Passwords are like the cockroaches of the internet. They really, despite all of our best efforts, are very hard to kill off. And companies have been trying to do it for years. The average office worker in the United States must keep track of between 20 to 40 different username and password combinations. With so many passwords to remember, it’s no wonder why many of us use the same ones over and over or have a running list of passwords saved somewhere on our computers, phones or notebooks.
Passwords are a very serious and expensive security risk. It’s why companies like Microsoft, Apple, and Google are trying to reduce our dependence on them. But the question is, can these companies break our bad habits? Passwords, by themselves, are just not that secure. In a 2015 interview with John Oliver, Edward Snowden explained just how easy it is to crack a typical password. Bad passwords are one of the easiest ways to compromise a system. For somebody who has a very common eight-character password, it can literally take less than a second for a computer to go through the possibilities and pull that password out.
I think we’re going to have a no passwords future because it just gets rid of a lot of problems. You never know when the bad guy has your password, at the end of the day. – Kevin Mitnick
He’s pretty well known in the hacker community.

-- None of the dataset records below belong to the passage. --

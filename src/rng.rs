//! 64-bit Mersenne Twister used for every randomized choice of a session.
//!
//! The generator has a period of 2^19937 - 1, so the two draws taken at the
//! armed event (operand, then bit) are effectively independent. It is not
//! cryptographically secure.

use crate::error::FaultError;
use rand_core::{impls, Error, RngCore, SeedableRng};
use std::fs::File;
use std::io::Read;
use std::path::Path;

const NN: usize = 312;
const MM: usize = 156;
const MATRIX_A: u64 = 0xB502_6F5A_A966_19E9;
/// Most significant 33 bits
const UPPER_MASK: u64 = 0xFFFF_FFFF_8000_0000;
/// Least significant 31 bits
const LOWER_MASK: u64 = 0x7FFF_FFFF;

/// MT19937-64 generator state.
#[derive(Clone)]
pub struct Mt64 {
    state: Box<[u64; NN]>,
    index: usize,
}

impl std::fmt::Debug for Mt64 {
    fn fmt(&self, f: &mut std::fmt::Formatter<'_>) -> std::fmt::Result {
        write!(f, "Mt64 {{ index: {} }}", self.index)
    }
}

impl Mt64 {
    /// Creates a generator initialized from `seed`.
    pub fn new(seed: u64) -> Self {
        let mut state = Box::new([0u64; NN]);
        state[0] = seed;
        for i in 1..NN {
            state[i] = 6_364_136_223_846_793_005u64
                .wrapping_mul(state[i - 1] ^ (state[i - 1] >> 62))
                .wrapping_add(i as u64);
        }
        Self { state, index: NN }
    }

    /// Creates a generator seeded with 8 bytes read from `path`.
    ///
    /// The entropy source is read exactly once. A missing or short source is
    /// a configuration error, never silently replaced by a fixed seed.
    ///
    /// # Arguments
    ///
    /// * `path` - Entropy device, usually `/dev/urandom`.
    ///
    /// # Returns
    ///
    /// * `Result<(Self, u64), FaultError>` - The generator and the seed it was built from.
    pub fn from_entropy_source(path: &Path) -> Result<(Self, u64), FaultError> {
        let mut bytes = [0u8; 8];
        File::open(path)
            .and_then(|mut file| file.read_exact(&mut bytes))
            .map_err(|source| FaultError::Entropy {
                path: path.to_path_buf(),
                source,
            })?;
        let seed = u64::from_le_bytes(bytes);
        Ok((Self::new(seed), seed))
    }

    fn twist(&mut self) {
        let mag01 = |x: u64| if x & 1 == 0 { 0 } else { MATRIX_A };
        for i in 0..NN {
            let x = (self.state[i] & UPPER_MASK) | (self.state[(i + 1) % NN] & LOWER_MASK);
            self.state[i] = self.state[(i + MM) % NN] ^ (x >> 1) ^ mag01(x);
        }
        self.index = 0;
    }

    /// Returns a value uniformly distributed in `[0, bound)`.
    ///
    /// Uses a plain modulo reduction, matching the recorded experiments.
    pub fn below(&mut self, bound: u64) -> u64 {
        debug_assert!(bound > 0);
        self.next_u64() % bound
    }
}

impl RngCore for Mt64 {
    fn next_u32(&mut self) -> u32 {
        (self.next_u64() >> 32) as u32
    }

    fn next_u64(&mut self) -> u64 {
        if self.index >= NN {
            self.twist();
        }
        let mut x = self.state[self.index];
        self.index += 1;

        x ^= (x >> 29) & 0x5555_5555_5555_5555;
        x ^= (x << 17) & 0x71D6_7FFF_EDA6_0000;
        x ^= (x << 37) & 0xFFF7_EEE0_0000_0000;
        x ^= x >> 43;
        x
    }

    fn fill_bytes(&mut self, dest: &mut [u8]) {
        impls::fill_bytes_via_next(self, dest)
    }

    fn try_fill_bytes(&mut self, dest: &mut [u8]) -> Result<(), Error> {
        self.fill_bytes(dest);
        Ok(())
    }
}

impl SeedableRng for Mt64 {
    type Seed = [u8; 8];

    fn from_seed(seed: Self::Seed) -> Self {
        Self::new(u64::from_le_bytes(seed))
    }

    fn seed_from_u64(state: u64) -> Self {
        Self::new(state)
    }
}

#[cfg(test)]
mod tests {
    use super::*;
    use std::io::Write;

    #[test]
    fn reference_sequence() {
        // The 10000th output of the default-seeded generator is fixed by the
        // C++ standard for mt19937_64.
        let mut rng = Mt64::new(5489);
        let mut value = 0;
        for _ in 0..10_000 {
            value = rng.next_u64();
        }
        assert_eq!(value, 9_981_545_732_273_789_042);
    }

    #[test]
    fn same_seed_same_stream() {
        let mut a = Mt64::seed_from_u64(42);
        let mut b = Mt64::from_seed(42u64.to_le_bytes());
        for _ in 0..1000 {
            assert_eq!(a.next_u64(), b.next_u64());
        }
    }

    #[test]
    fn below_respects_bound() {
        let mut rng = Mt64::new(7);
        for bound in 1..200 {
            assert!(rng.below(bound) < bound);
        }
    }

    #[test]
    fn entropy_file_is_read_once() {
        let mut file = tempfile::NamedTempFile::new().unwrap();
        file.write_all(&0x1122_3344_5566_7788u64.to_le_bytes())
            .unwrap();
        let (mut rng, seed) = Mt64::from_entropy_source(file.path()).unwrap();
        assert_eq!(seed, 0x1122_3344_5566_7788);
        assert_eq!(rng.next_u64(), Mt64::new(seed).next_u64());
    }

    #[test]
    fn missing_entropy_is_fatal() {
        let err = Mt64::from_entropy_source(Path::new("/nonexistent/urandom")).unwrap_err();
        assert!(matches!(err, FaultError::Entropy { .. }));
    }

    #[test]
    fn short_entropy_is_fatal() {
        let mut file = tempfile::NamedTempFile::new().unwrap();
        file.write_all(&[1, 2, 3]).unwrap();
        assert!(Mt64::from_entropy_source(file.path()).is_err());
    }
}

I started off many, many years ago as a black hat hacker. I wasn’t hacking to cause harm or to make money. It was all about the intellectual challenge, curiosity and seduction of adventure. And then I pushed the envelope, and I pushed it so far, I became the world’s most wanted hacker. And I was pursued by
federal law enforcement agencies. And they eventually caught up with me and I ended up serving five years in federal prison. – Kevin Mitnick
Nowadays, he’s an ethical hacker, assisting companies to identify their security vulnerabilities and helping to fix them. And finding your usernames and passwords, it’s much easier than you might think.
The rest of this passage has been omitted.